Discussing calculus

The first three of these texts form part of Arnold's Modular Mathematics series, designed primarily for students on mathematics or mathematics-related degree programmes based on semester-long modules.

Calculus and ODEs is based on a first-year undergraduate mathematics module 12 weeks long. The text begins with an introduction to functions, limits and rates of change, followed by a discussion of continuity and differentiability. The author avoids the full rigour of formal analysis, but nevertheless offers the reader mathematically convincing arguments. Further chapters cover the essentials of one-variable calculus, reaching as far as differential equations, dealing with solution techniques and addressing issues of uniqueness and existence of solution. Throughout the text the emphasis is on the mathematical process and no real attempt is made to discuss applications.

Vectors in 2 and 3 Dimensions discusses vectors from a wholly geometric viewpoint. Starting from scratch, the author covers the topics one would expect in an introductory text, up to triple scalar and vector products, emphasising their applications in two and three-dimensional geometry. Then come vector spaces, linear combinations and bases, followed by linear transformations and matrices, eigenvalues and eigenvectors from a geometric viewpoint. There is some discussion of vector calculus as a means of studying curves and surfaces, culminating in the Serret-Frenet formulae.

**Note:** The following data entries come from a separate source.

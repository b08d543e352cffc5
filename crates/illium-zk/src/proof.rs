//! Proof wire format
//!
//! All integers are big-endian.
//!
//! ```text
//! magic "ILXP" | version u8 | params id [32] | statement [32]
//! | max_steps u32 | trace_len u32 | trace root [32]
//! | opening count u8 | openings | seal [32]
//!
//! opening = index u32 | leaf [32] | path len u8 | path [32 * len]
//! ```
//!
//! The seal covers every byte before it.

use crate::error::{Result, ZkError};

/// Leading bytes of every encoded proof
pub const PROOF_MAGIC: &[u8; 4] = b"ILXP";

/// Current wire format version
pub const PROOF_VERSION: u8 = 1;

/// Upper bound on an encoded proof
pub const MAX_PROOF_SIZE: usize = 16 * 1024;

/// Longest authentication path a `u32` trace length can need
pub const MAX_PATH_LEN: usize = 32;

const HEADER_SIZE: usize = 4 + 1 + 32 + 32 + 4 + 4 + 32 + 1;
const SEAL_SIZE: usize = 32;

/// Owned, length-explicit proof bytes
#[derive(Debug, Clone, PartialEq, Eq)]
pub struct Proof(Vec<u8>);

impl Proof {
    pub fn from_bytes(bytes: Vec<u8>) -> Self {
        Self(bytes)
    }

    pub fn as_bytes(&self) -> &[u8] {
        &self.0
    }

    pub fn into_bytes(self) -> Vec<u8> {
        self.0
    }

    pub fn len(&self) -> usize {
        self.0.len()
    }

    pub fn is_empty(&self) -> bool {
        self.0.is_empty()
    }

    pub fn to_hex(&self) -> String {
        hex::encode(&self.0)
    }

    pub fn from_hex(s: &str) -> Result<Self> {
        hex::decode(s.trim())
            .map(Self)
            .map_err(|e| ZkError::InvalidInput(format!("proof hex: {}", e)))
    }
}

impl From<Vec<u8>> for Proof {
    fn from(bytes: Vec<u8>) -> Self {
        Self(bytes)
    }
}

impl AsRef<[u8]> for Proof {
    fn as_ref(&self) -> &[u8] {
        &self.0
    }
}

/// A revealed trace leaf with its authentication path
#[derive(Debug, Clone, PartialEq, Eq)]
pub struct Opening {
    pub index: u32,
    pub leaf: [u8; 32],
    pub path: Vec<[u8; 32]>,
}

/// Decoded transcript proof
#[derive(Debug, Clone, PartialEq, Eq)]
pub struct TranscriptProof {
    pub params_id: [u8; 32],
    pub statement: [u8; 32],
    pub max_steps: u32,
    pub trace_len: u32,
    pub trace_root: [u8; 32],
    pub openings: Vec<Opening>,
    pub seal: [u8; 32],
}

impl TranscriptProof {
    /// Every encoded byte the seal covers
    pub fn body(&self) -> Vec<u8> {
        let mut out = Vec::with_capacity(self.encoded_len());
        out.extend_from_slice(PROOF_MAGIC);
        out.push(PROOF_VERSION);
        out.extend_from_slice(&self.params_id);
        out.extend_from_slice(&self.statement);
        out.extend_from_slice(&self.max_steps.to_be_bytes());
        out.extend_from_slice(&self.trace_len.to_be_bytes());
        out.extend_from_slice(&self.trace_root);
        // Opening and path counts are bounded by the encoder
        out.push(self.openings.len() as u8);
        for opening in &self.openings {
            out.extend_from_slice(&opening.index.to_be_bytes());
            out.extend_from_slice(&opening.leaf);
            out.push(opening.path.len() as u8);
            for node in &opening.path {
                out.extend_from_slice(node);
            }
        }
        out
    }

    pub fn encoded_len(&self) -> usize {
        HEADER_SIZE
            + self
                .openings
                .iter()
                .map(|o| 4 + 32 + 1 + 32 * o.path.len())
                .sum::<usize>()
            + SEAL_SIZE
    }

    /// Encode, enforcing the count and size limits
    pub fn encode(&self) -> Result<Proof> {
        if self.openings.len() > usize::from(u8::MAX) {
            return Err(ZkError::ProofConstruction("too many openings".into()));
        }
        if self.openings.iter().any(|o| o.path.len() > MAX_PATH_LEN) {
            return Err(ZkError::ProofConstruction("authentication path too long".into()));
        }
        let size = self.encoded_len();
        if size > MAX_PROOF_SIZE {
            return Err(ZkError::ProofTooLarge {
                size,
                max: MAX_PROOF_SIZE,
            });
        }

        let mut out = self.body();
        out.extend_from_slice(&self.seal);
        Ok(Proof(out))
    }

    /// Strict decode: known magic and version, exact length, bounded counts
    pub fn decode(bytes: &[u8]) -> Result<Self> {
        if bytes.len() > MAX_PROOF_SIZE {
            return Err(ZkError::ProofTooLarge {
                size: bytes.len(),
                max: MAX_PROOF_SIZE,
            });
        }
        let mut r = Cursor::new(bytes);

        if r.array::<4>()? != *PROOF_MAGIC {
            return Err(malformed("bad magic"));
        }
        let version = r.u8()?;
        if version != PROOF_VERSION {
            return Err(malformed("unsupported version"));
        }

        let params_id = r.array()?;
        let statement = r.array()?;
        let max_steps = r.u32()?;
        let trace_len = r.u32()?;
        let trace_root = r.array()?;

        let count = r.u8()?;
        let mut openings = Vec::with_capacity(usize::from(count));
        for _ in 0..count {
            let index = r.u32()?;
            let leaf = r.array()?;
            let path_len = usize::from(r.u8()?);
            if path_len > MAX_PATH_LEN {
                return Err(malformed("authentication path too long"));
            }
            let path = (0..path_len)
                .map(|_| r.array())
                .collect::<Result<Vec<_>>>()?;
            openings.push(Opening { index, leaf, path });
        }

        let seal = r.array()?;
        if !r.is_empty() {
            return Err(malformed("trailing bytes"));
        }

        Ok(Self {
            params_id,
            statement,
            max_steps,
            trace_len,
            trace_root,
            openings,
            seal,
        })
    }
}

fn malformed(what: &str) -> ZkError {
    ZkError::InvalidInput(format!("malformed proof: {}", what))
}

struct Cursor<'a> {
    bytes: &'a [u8],
}

impl<'a> Cursor<'a> {
    fn new(bytes: &'a [u8]) -> Self {
        Self { bytes }
    }

    fn take(&mut self, n: usize) -> Result<&'a [u8]> {
        if self.bytes.len() < n {
            return Err(malformed("truncated"));
        }
        let (head, tail) = self.bytes.split_at(n);
        self.bytes = tail;
        Ok(head)
    }

    fn array<const N: usize>(&mut self) -> Result<[u8; N]> {
        self.take(N)?
            .try_into()
            .map_err(|_| malformed("truncated"))
    }

    fn u8(&mut self) -> Result<u8> {
        Ok(self.take(1)?[0])
    }

    fn u32(&mut self) -> Result<u32> {
        self.array::<4>().map(u32::from_be_bytes)
    }

    fn is_empty(&self) -> bool {
        self.bytes.is_empty()
    }
}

Vector Calculus seeks to cover the basic principles and methods of multivariable calculus from partial differentiation to vector calculus, including the integral theorems of Green, Gauss and Stokes. It is intended for second-semester mathematics students but, says the author, is accessible to engineers who "can omit the theoretical chapters without much loss". There is a lot of material here, arguably too much. The author acknowledges he has "sacrificed some depth and detail in places" and lack of detail sometimes obscures the discussion of topics. As with the first two volumes, there is a good supply of exercises.

Calculus: A New Horizon , the sixth edition of a popular text, is intended for students planning careers in engineering or science. Starting from a discussion of elementary functions and culminating in multivariable calculus, the text covers most of the calculus and related topics such students need. Calculus: Single Variable is the second edition of a text produced by a consortium based at Harvard University. It aims to provide a solid foundation in one-variable calculus for subsequent courses in mathematics and other disciplines. Thus functions, limits, continuity, derivatives and integrals and differential equations are explored, both formally and informally. Their applications are demonstrated in modelling examples and exercises, from the physical and life sciences, as well as economics. The chapter on using the definite integral is particularly good, and there are exercises for readers.

John Stone is principal lecturer in mathematics, Sheffield Hallam University.